Despite its success, CARRIE was soon overtaken by other sites. As Nelson writes, “It was only two months until a new day dawned and colleges and universities throughout the country were scrambling to put up World Wide Web sites, and HNSource and CARRIE lost their uniqueness and were overshadowed by the well-funded and professionally staffed projects that began appearing.”
Libraries and well-funded projects such as the Library of Congress American Memory project, which grew from a pilot digitization project that ran from 1990 to 1994, were uniquely positioned to develop Internet e-book collections. Aside from their obvious expertise in information management and collection building, they also had the funding and staff necessary to meet the increasing demand for more books, better access models, and more advanced searching tools.
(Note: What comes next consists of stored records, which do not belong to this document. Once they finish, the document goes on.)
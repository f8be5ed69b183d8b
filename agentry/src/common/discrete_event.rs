/*
 * Copyright (c) 2024. Govcraft
 *
 * Licensed under either of
 *   * Apache License, Version 2.0 (the "License");
 *     you may not use this file except in compliance with the License.
 *     You may obtain a copy of the License at http://www.apache.org/licenses/LICENSE-2.0
 *   * MIT license: http://opensource.org/licenses/MIT
 *
 * Unless required by applicable law or agreed to in writing, software
 * distributed under the License is distributed on an "AS IS" BASIS,
 * WITHOUT WARRANTIES OR CONDITIONS OF ANY KIND, either express or implied.
 * See the applicable License for the specific language governing permissions and
 * limitations under that License.
 */

//! Virtual-time event queue used by the discrete-event platform.
//!
//! Events are ordered by fire time; events with equal fire times fire in the
//! order they were scheduled, tracked by a monotonically increasing sequence
//! number.

use std::cmp::Ordering;
use std::collections::BinaryHeap;
use std::fmt;

/// A deferred callback.
pub type Callback = Box<dyn FnOnce() + Send + 'static>;

/// A timed callback waiting in virtual time.
pub(crate) struct DiscreteEvent {
    pub(crate) scheduled_at: u64,
    pub(crate) fire_at: u64,
    pub(crate) seq: u64,
    /// Created internally by a `sleep`/`delay`, as opposed to a user schedule.
    pub(crate) auto_generated: bool,
    pub(crate) callback: Callback,
}

impl fmt::Debug for DiscreteEvent {
    fn fmt(&self, f: &mut fmt::Formatter<'_>) -> fmt::Result {
        f.debug_struct("DiscreteEvent")
            .field("scheduled_at", &self.scheduled_at)
            .field("fire_at", &self.fire_at)
            .field("seq", &self.seq)
            .field("auto_generated", &self.auto_generated)
            .finish_non_exhaustive()
    }
}

impl PartialEq for DiscreteEvent {
    fn eq(&self, other: &Self) -> bool {
        self.fire_at == other.fire_at && self.seq == other.seq
    }
}

impl Eq for DiscreteEvent {}

impl PartialOrd for DiscreteEvent {
    fn partial_cmp(&self, other: &Self) -> Option<Ordering> {
        Some(self.cmp(other))
    }
}

// BinaryHeap is a max-heap; invert so the earliest (fire_at, seq) is on top.
impl Ord for DiscreteEvent {
    fn cmp(&self, other: &Self) -> Ordering {
        other
            .fire_at
            .cmp(&self.fire_at)
            .then_with(|| other.seq.cmp(&self.seq))
    }
}

#[derive(Debug, Default)]
pub(crate) struct EventQueue {
    heap: BinaryHeap<DiscreteEvent>,
    next_seq: u64,
}

impl EventQueue {
    pub(crate) fn push(&mut self, scheduled_at: u64, fire_at: u64, auto_generated: bool, callback: Callback) {
        let seq = self.next_seq;
        self.next_seq += 1;
        self.heap.push(DiscreteEvent {
            scheduled_at,
            fire_at,
            seq,
            auto_generated,
            callback,
        });
    }

    /// Removes the earliest event if it is due at `now`.
    pub(crate) fn pop_due(&mut self, now: u64) -> Option<DiscreteEvent> {
        if self.heap.peek().is_some_and(|e| e.fire_at <= now) {
            self.heap.pop()
        } else {
            None
        }
    }

    pub(crate) fn next_fire_time(&self) -> Option<u64> {
        self.heap.peek().map(|e| e.fire_at)
    }

    pub(crate) fn len(&self) -> usize {
        self.heap.len()
    }

    pub(crate) fn is_empty(&self) -> bool {
        self.heap.is_empty()
    }

    /// Drops every pending event. Callbacks are never run.
    pub(crate) fn clear(&mut self) {
        self.heap.clear();
    }
}

#[cfg(test)]
mod tests {
    use super::*;
    use std::sync::{Arc, Mutex};

    fn recorder(log: &Arc<Mutex<Vec<&'static str>>>, tag: &'static str) -> Callback {
        let log = log.clone();
        Box::new(move || log.lock().expect("log").push(tag))
    }

    #[test]
    fn test_events_pop_in_time_order() {
        let log = Arc::new(Mutex::new(Vec::new()));
        let mut queue = EventQueue::default();
        queue.push(0, 30, false, recorder(&log, "c"));
        queue.push(0, 10, false, recorder(&log, "a"));
        queue.push(0, 20, false, recorder(&log, "b"));

        assert!(queue.pop_due(5).is_none());
        while let Some(event) = queue.pop_due(100) {
            (event.callback)();
        }
        assert_eq!(*log.lock().expect("log"), vec!["a", "b", "c"]);
    }

    #[test]
    fn test_ties_fire_in_insertion_order() {
        let log = Arc::new(Mutex::new(Vec::new()));
        let mut queue = EventQueue::default();
        for tag in ["first", "second", "third"] {
            queue.push(0, 50, true, recorder(&log, tag));
        }
        assert_eq!(queue.next_fire_time(), Some(50));
        while let Some(event) = queue.pop_due(50) {
            (event.callback)();
        }
        assert_eq!(*log.lock().expect("log"), vec!["first", "second", "third"]);
        assert!(queue.is_empty());
    }

    #[test]
    fn test_clear_discards_callbacks() {
        let log = Arc::new(Mutex::new(Vec::new()));
        let mut queue = EventQueue::default();
        queue.push(0, 1, false, recorder(&log, "never"));
        queue.clear();
        assert_eq!(queue.len(), 0);
        assert!(log.lock().expect("log").is_empty());
    }
}
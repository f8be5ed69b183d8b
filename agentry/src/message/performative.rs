/*
 * Copyright (c) 2024. Govcraft
 *
 * Licensed under either of
 *   * Apache License, Version 2.0 (the "License");
 *     you may not use this file except in compliance with the License.
 *     You may obtain a copy of the License at http://www.apache.org/licenses/LICENSE-2.0
 *   * MIT license: http://opensource.org/licenses/MIT
 *
 * Unless required by applicable law or agreed to in writing, software
 * distributed under the License is distributed on an "AS IS" BASIS,
 * WITHOUT WARRANTIES OR CONDITIONS OF ANY KIND, either express or implied.
 * See the applicable License for the specific language governing permissions and
 * limitations under that License.
 */

use std::fmt;

use serde::{Deserialize, Serialize};

/// Speech-act tag carried by every message.
#[derive(Debug, Clone, Copy, Default, PartialEq, Eq, Hash, Serialize, Deserialize)]
#[serde(rename_all = "SCREAMING_SNAKE_CASE")]
pub enum Performative {
    /// Request an action to be performed.
    Request,
    /// Agree to perform the requested action.
    Agree,
    /// Refuse to perform the requested action.
    Refuse,
    /// Failure to perform the requested action.
    Failure,
    /// Notification of some information.
    #[default]
    Inform,
    /// Confirm that the answer to a query is true.
    Confirm,
    /// Confirm that the answer to a query is false.
    Disconfirm,
    /// Query whether something is true.
    QueryIf,
    /// The message was not understood.
    NotUnderstood,
    /// Call for proposal.
    Cfp,
    /// Response to a call for proposal.
    Propose,
    /// Cancel a pending request.
    Cancel,
}

impl fmt::Display for Performative {
    fn fmt(&self, f: &mut fmt::Formatter<'_>) -> fmt::Result {
        let name = match self {
            Self::Request => "REQUEST",
            Self::Agree => "AGREE",
            Self::Refuse => "REFUSE",
            Self::Failure => "FAILURE",
            Self::Inform => "INFORM",
            Self::Confirm => "CONFIRM",
            Self::Disconfirm => "DISCONFIRM",
            Self::QueryIf => "QUERY_IF",
            Self::NotUnderstood => "NOT_UNDERSTOOD",
            Self::Cfp => "CFP",
            Self::Propose => "PROPOSE",
            Self::Cancel => "CANCEL",
        };
        f.write_str(name)
    }
}

#[cfg(test)]
mod tests {
    use super::*;

    #[test]
    fn test_wire_names_are_screaming_snake() {
        let json = serde_json::to_string(&Performative::QueryIf).expect("serialize");
        assert_eq!(json, "\"QUERY_IF\"");
        assert_eq!(Performative::NotUnderstood.to_string(), "NOT_UNDERSTOOD");
    }
}
/*
 * Copyright (c) 2024. Govcraft
 *
 * Licensed under either of
 *   * Apache License, Version 2.0 (the "License");
 *     you may not use this file except in compliance with the License.
 *     You may obtain a copy of the License at http://www.apache.org/licenses/LICENSE-2.0
 *   * MIT license: http://opensource.org/licenses/MIT
 *
 * Unless required by applicable law or agreed to in writing, software
 * distributed under the License is distributed on an "AS IS" BASIS,
 * WITHOUT WARRANTIES OR CONDITIONS OF ANY KIND, either express or implied.
 * See the applicable License for the specific language governing permissions and
 * limitations under that License.
 */

use std::fmt;

use crate::agent::{AgentHandle, Behavior};

pub(crate) type Hook = Box<dyn FnOnce(&AgentHandle) + Send + 'static>;

/// Definition of an agent before it joins a container.
///
/// Collects the initial behaviors and lifecycle hooks. The agent comes to
/// life when it is added to a [`Container`](crate::common::Container) and
/// that container runs.
///
/// ```rust,ignore
/// let server = Agent::new()
///     .after_start(|agent| {
///         agent.register("server");
///     })
///     .behavior(Behavior::message(MessageFilter::content::<RequestMsg>(), handler));
/// container.add_agent("s", server).await?;
/// ```
#[derive(Default)]
pub struct Agent {
    pub(crate) behaviors: Vec<Behavior>,
    pub(crate) after_start: Option<Hook>,
    pub(crate) before_stop: Option<Hook>,
}

impl Agent {
    /// Agent with no behaviors or hooks.
    pub fn new() -> Self {
        Self::default()
    }

    /// Adds an initial behavior.
    #[must_use]
    pub fn behavior(mut self, behavior: Behavior) -> Self {
        self.behaviors.push(behavior);
        self
    }

    /// Runs once on the agent's task before any behavior. The usual place to
    /// register services and subscribe to topics.
    #[must_use]
    pub fn after_start<F>(mut self, hook: F) -> Self
    where
        F: FnOnce(&AgentHandle) + Send + 'static,
    {
        self.after_start = Some(Box::new(hook));
        self
    }

    /// Runs once when the agent terminates.
    #[must_use]
    pub fn before_stop<F>(mut self, hook: F) -> Self
    where
        F: FnOnce(&AgentHandle) + Send + 'static,
    {
        self.before_stop = Some(Box::new(hook));
        self
    }
}

impl fmt::Debug for Agent {
    fn fmt(&self, f: &mut fmt::Formatter<'_>) -> fmt::Result {
        f.debug_struct("Agent")
            .field("behaviors", &self.behaviors)
            .field("after_start", &self.after_start.is_some())
            .field("before_stop", &self.before_stop.is_some())
            .finish()
    }
}
/*
 * Copyright (c) 2024. Govcraft
 *
 * Licensed under either of
 *   * Apache License, Version 2.0 (the "License");
 *     you may not use this file except in compliance with the License.
 *     You may obtain a copy of the License at http://www.apache.org/licenses/LICENSE-2.0
 *   * MIT license: http://opensource.org/licenses/MIT
 *
 * Unless required by applicable law or agreed to in writing, software
 * distributed under the License is distributed on an "AS IS" BASIS,
 * WITHOUT WARRANTIES OR CONDITIONS OF ANY KIND, either express or implied.
 * See the applicable License for the specific language governing permissions and
 * limitations under that License.
 */

use std::net::SocketAddr;
use std::ops::Deref;
use std::sync::Arc;
use std::time::Duration;

use tokio::io::{AsyncRead, AsyncWrite};
use tokio::net::{TcpListener, ToSocketAddrs};
use tokio_util::sync::CancellationToken;
use tracing::{error, info, instrument, trace};

use crate::common::config::CONFIG;
use crate::common::remote::federation::{Federation, Role};
use crate::common::{Container, Platform, Result};

/// A container that slaves and gateways connect to.
///
/// Agent names, services and messages of every linked slave become visible
/// through the master, and the master answers a slave's queries on behalf of
/// the other slaves. Links come from the TCP listener started by
/// [`bind`](Self::bind) and from [`attach_link`](Self::attach_link) for any
/// other byte stream, such as a serial line.
///
/// Dereferences to [`Container`] for everything else.
#[derive(Clone)]
pub struct MasterContainer {
    container: Container,
    federation: Arc<Federation>,
    local_addr: Option<SocketAddr>,
}

impl std::fmt::Debug for MasterContainer {
    fn fmt(&self, f: &mut std::fmt::Formatter<'_>) -> std::fmt::Result {
        f.debug_struct("MasterContainer")
            .field("container", &self.container)
            .field("local_addr", &self.local_addr)
            .field("links", &self.federation.live_count())
            .finish()
    }
}

impl Deref for MasterContainer {
    type Target = Container;

    fn deref(&self) -> &Self::Target {
        &self.container
    }
}

impl MasterContainer {
    /// Creates a master without a listener; links are added with [`attach_link`](Self::attach_link).
    pub fn new(platform: &Platform, name: impl Into<String>) -> Self {
        Self::build(platform, name.into(), None)
    }

    fn build(platform: &Platform, name: String, local_addr: Option<SocketAddr>) -> Self {
        let container = Container::detached(platform, name);
        let federation = Federation::new(Role::Master, container.downgrade());
        if let Some(addr) = local_addr {
            federation.set_endpoint(addr.to_string());
        }
        container.set_federation(federation.clone());
        platform.attach(container.clone());
        Self {
            container,
            federation,
            local_addr,
        }
    }

    /// Creates a master listening for TCP links on `addr`. Port 0 picks a free port.
    #[instrument(skip(platform, name, addr))]
    pub async fn bind(platform: &Platform, name: impl Into<String>, addr: impl ToSocketAddrs) -> Result<Self> {
        let listener = TcpListener::bind(addr).await?;
        let local_addr = listener.local_addr()?;
        let master = Self::build(platform, name.into(), Some(local_addr));
        info!("Listening on {}", local_addr);
        tokio::spawn(accept_loop(
            listener,
            master.federation.clone(),
            master.federation.stopping(),
        ));
        Ok(master)
    }

    /// Creates a master listening on the configured bind address and port.
    pub async fn listen(platform: &Platform, name: impl Into<String>) -> Result<Self> {
        let addr = (CONFIG.network.bind_address.as_str(), CONFIG.network.master_port);
        Self::bind(platform, name, addr).await
    }

    /// Serves an already-open byte stream as a slave link.
    pub fn attach_link<IO>(&self, io: IO, name: impl Into<String>) -> bool
    where
        IO: AsyncRead + AsyncWrite + Send + 'static,
    {
        self.federation.attach(io, name).is_some()
    }

    /// Address of the TCP listener, if any.
    pub const fn local_addr(&self) -> Option<SocketAddr> {
        self.local_addr
    }

    /// Port of the TCP listener, if any.
    pub fn port(&self) -> Option<u16> {
        self.local_addr.map(|addr| addr.port())
    }

    /// Number of links currently up.
    pub fn link_count(&self) -> usize {
        self.federation.live_count()
    }

    /// Waits up to `timeout` until at least `count` links are up.
    ///
    /// Returns `false` on timeout or once the master shuts down.
    pub async fn wait_for_links(&self, count: usize, timeout: Duration) -> bool {
        tokio::time::timeout(timeout, self.federation.until_links(count))
            .await
            .unwrap_or(false)
    }

    /// The underlying container.
    pub const fn container(&self) -> &Container {
        &self.container
    }
}

async fn accept_loop(listener: TcpListener, federation: Arc<Federation>, cancel: CancellationToken) {
    loop {
        tokio::select! {
            biased;

            () = cancel.cancelled() => {
                info!("Master listener received shutdown signal");
                break;
            }

            accepted = listener.accept() => {
                match accepted {
                    Ok((stream, peer)) => {
                        if let Err(e) = stream.set_nodelay(true) {
                            trace!("Could not set TCP_NODELAY for {}: {}", peer, e);
                        }
                        info!("Incoming connection from {}", peer);
                        federation.attach(stream, peer.to_string());
                    }
                    Err(e) => {
                        error!("Failed to accept connection: {}", e);
                    }
                }
            }
        }
    }
    info!("Master listener shut down");
}
/*
 * Copyright (c) 2024. Govcraft
 *
 * Licensed under either of
 *   * Apache License, Version 2.0 (the "License");
 *     you may not use this file except in compliance with the License.
 *     You may obtain a copy of the License at http://www.apache.org/licenses/LICENSE-2.0
 *   * MIT license: http://opensource.org/licenses/MIT
 *
 * Unless required by applicable law or agreed to in writing, software
 * distributed under the License is distributed on an "AS IS" BASIS,
 * WITHOUT WARRANTIES OR CONDITIONS OF ANY KIND, either express or implied.
 * See the applicable License for the specific language governing permissions and
 * limitations under that License.
 */

//! The per-agent cooperative scheduling loop.

use std::panic::{catch_unwind, AssertUnwindSafe};

use futures::FutureExt;
use tracing::{debug, error, instrument, trace};

use crate::agent::behavior::{BehaviorKind, Progress};
use crate::agent::managed_agent::Hook;
use crate::agent::{Agent, AgentHandle, AgentState, BehaviorContext, BehaviorId, BehaviorState};
use crate::common::platform::panic_message;

struct Scheduled {
    id: BehaviorId,
    name: Option<String>,
    state: BehaviorState,
    /// Bumped on every block and restart; stale timer wakes carry an old value.
    generation: u64,
    /// Event named by the current block, if any.
    awaiting: Option<String>,
    kind: BehaviorKind,
}

impl Scheduled {
    fn label(&self) -> String {
        self.name
            .clone()
            .unwrap_or_else(|| format!("{}#{}", self.kind.label(), self.id))
    }
}

/// Owns an agent's behaviors and runs them on the agent's task.
pub(crate) struct AgentTask {
    handle: AgentHandle,
    behaviors: Vec<Scheduled>,
    after_start: Option<Hook>,
    before_stop: Option<Hook>,
}

fn run_hook(hook: Hook, handle: &AgentHandle, which: &str) {
    if let Err(payload) = catch_unwind(AssertUnwindSafe(|| hook(handle))) {
        error!(
            "{} hook of agent {} panicked: {}",
            which,
            handle.id(),
            panic_message(&*payload)
        );
    }
}

impl AgentTask {
    pub(crate) fn new(handle: AgentHandle, agent: Agent) -> Self {
        let behaviors = agent
            .behaviors
            .into_iter()
            .map(|behavior| Scheduled {
                id: handle.next_behavior_id(),
                name: behavior.name,
                state: BehaviorState::New,
                generation: 0,
                awaiting: None,
                kind: behavior.kind,
            })
            .collect();
        Self {
            handle,
            behaviors,
            after_start: agent.after_start,
            before_stop: agent.before_stop,
        }
    }

    pub(crate) fn handle(&self) -> &AgentHandle {
        &self.handle
    }

    /// Discards an agent whose task was never spawned.
    pub(crate) fn abandon(self) {
        let handle = self.handle;
        handle.container().agent_terminated(&handle);
        handle.mailbox().close();
        handle.activity().finish();
        handle.set_state(AgentState::Finished);
    }

    #[instrument(skip(self), fields(agent = %self.handle.id()))]
    pub(crate) async fn run(mut self) {
        let handle = self.handle.clone();
        let cancel = handle.cancellation();
        let activity = handle.activity();

        handle.set_state(AgentState::Running);
        debug!("Agent {} started", handle.id());
        if let Some(hook) = self.after_start.take() {
            run_hook(hook, &handle, "after_start");
        }

        loop {
            if cancel.is_cancelled() {
                break;
            }
            self.absorb_control();
            let ran = tokio::select! {
                biased;
                () = cancel.cancelled() => break,
                ran = self.pass() => ran,
            };
            if ran {
                tokio::task::yield_now().await;
                continue;
            }
            if !activity.try_idle() {
                continue;
            }
            trace!("Agent {} idle", handle.id());
            tokio::select! {
                biased;
                () = cancel.cancelled() => break,
                () = activity.parked() => {}
            }
        }

        handle.set_state(AgentState::Finishing);
        if let Some(hook) = self.before_stop.take() {
            run_hook(hook, &handle, "before_stop");
        }
        self.behaviors.clear();
        handle.container().agent_terminated(&handle);
        handle.mailbox().close();
        activity.finish();
        handle.set_state(AgentState::Finished);
        debug!("Agent {} stopped", handle.id());
    }

    /// Applies behavior additions, removals and wake-ups queued by other tasks.
    fn absorb_control(&mut self) {
        let pending = self.handle.take_control();
        for (id, behavior) in pending.added {
            self.behaviors.push(Scheduled {
                id,
                name: behavior.name,
                state: BehaviorState::New,
                generation: 0,
                awaiting: None,
                kind: behavior.kind,
            });
        }
        if !pending.removed.is_empty() {
            self.behaviors.retain(|b| !pending.removed.contains(&b.id));
        }
        if pending.message_arrived {
            for behavior in &mut self.behaviors {
                if behavior.state == BehaviorState::Blocked {
                    behavior.state = BehaviorState::Running;
                    behavior.generation += 1;
                    behavior.awaiting = None;
                }
            }
        }
        for event in pending.events {
            for behavior in &mut self.behaviors {
                if behavior.state == BehaviorState::Blocked && behavior.awaiting.as_ref() == Some(&event) {
                    trace!("Behavior {} woken by event {}", behavior.label(), event);
                    behavior.state = BehaviorState::Running;
                    behavior.generation += 1;
                    behavior.awaiting = None;
                }
            }
        }
        for (id, generation) in pending.timer_wakes {
            if let Some(behavior) = self.behaviors.iter_mut().find(|b| b.id == id) {
                if behavior.state == BehaviorState::Blocked && behavior.generation == generation {
                    behavior.state = BehaviorState::Running;
                }
            }
        }
    }

    /// Steps every runnable behavior once, in the order they were added.
    async fn pass(&mut self) -> bool {
        let mut ran = false;
        for index in 0..self.behaviors.len() {
            if matches!(
                self.behaviors[index].state,
                BehaviorState::New | BehaviorState::Running
            ) {
                ran = true;
                self.step(index).await;
            }
        }
        self.behaviors.retain(|b| b.state != BehaviorState::Done);
        ran
    }

    async fn step(&mut self, index: usize) {
        let handle = self.handle.clone();
        let behavior = &mut self.behaviors[index];
        let mut ctx = BehaviorContext::new(handle.clone(), behavior.id, behavior.kind.tick_count());

        if behavior.state == BehaviorState::New {
            behavior.kind.on_start(&mut ctx);
            behavior.state = BehaviorState::Running;
        }

        let outcome = AssertUnwindSafe(behavior.kind.step(&mut ctx))
            .catch_unwind()
            .await;
        let progress = match outcome {
            Ok(progress) => progress,
            Err(payload) => {
                error!(
                    "Behavior {} of agent {} panicked: {}",
                    behavior.label(),
                    handle.id(),
                    panic_message(&*payload)
                );
                return;
            }
        };

        match progress {
            Progress::Continue => {}
            Progress::Done => {
                behavior.state = BehaviorState::Done;
                behavior.kind.on_end(&mut ctx);
                trace!("Behavior {} done", behavior.label());
            }
            Progress::Block(timeout) => {
                behavior.state = BehaviorState::Blocked;
                behavior.generation += 1;
                behavior.awaiting = ctx.take_event();
                if let Some(ms) = timeout {
                    let (id, generation) = (behavior.id, behavior.generation);
                    let waker = handle.clone();
                    handle
                        .platform()
                        .schedule_after(ms, move || waker.wake_behavior(id, generation));
                }
            }
        }
    }
}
One of the best known of these collections was the University of Virginia Library’s Etext Center, founded in 1992. The Etext Center sought “to build and maintain an Internet-accessible collection of documents central to teaching and research in the humanities, and to nurture a user community adept at the creation and scholarly use of these materials.” An integral part of the Etext Center’s mission was to explore the creation and use of digital collections. A comprehensive list of faculty, staff, and student projects on the center’s website (http://etext.lib.virgina.edu/collections/projects/) illustrates the range of the digital projects completed under the aegis of the center; here are just a few of them:
Shakespearean Prompt-Books of the Seventeenth Century,
created by the Bibliographical Society of Virginia
Witchcraft in Salem Village: The Witchcraft Trials of 1692,
by Benjamin Ray, Religious Studies Department
Absalom, Absalom! Electronic, Interactive! chronology by
Stephen Railton, University of Virginia English Department
Many of the projects merged e-texts with other media. The notion that online texts can be enhanced with other media is a natural connection, much like illustrations enhance print books.
As technology improved, projects became more ambitious. In the late 1990s the computer science department at Carnegie Mellon launched the Universal Digital Library (www.ulib.org) “to create a Universal Library which will foster creativity and free access to all human knowledge.” The Universal Library’s well-known Million Book Project was launched in 2001 with the goal of putting one million free-to-read digital books online by 2007. The scale of the project indicates the incredible advances in digital technology made since 1993. Carnegie Mellon also partnered with governmental and research institutions in India and China. At one point they had over fifty scanning facilities operating worldwide. The Million Book Project met its goal in 2007, scanning approximately 1.5 million e-books. The library holds materials across a broad range of subject areas, everything from Sanskrit literature to technical reports. Twenty languages are represented, including 970,000 works in Chinese, 360,000 in English, 50,000 in the southern Indian language of Telugu, and 40,000 in Arabic (London Business School 2007).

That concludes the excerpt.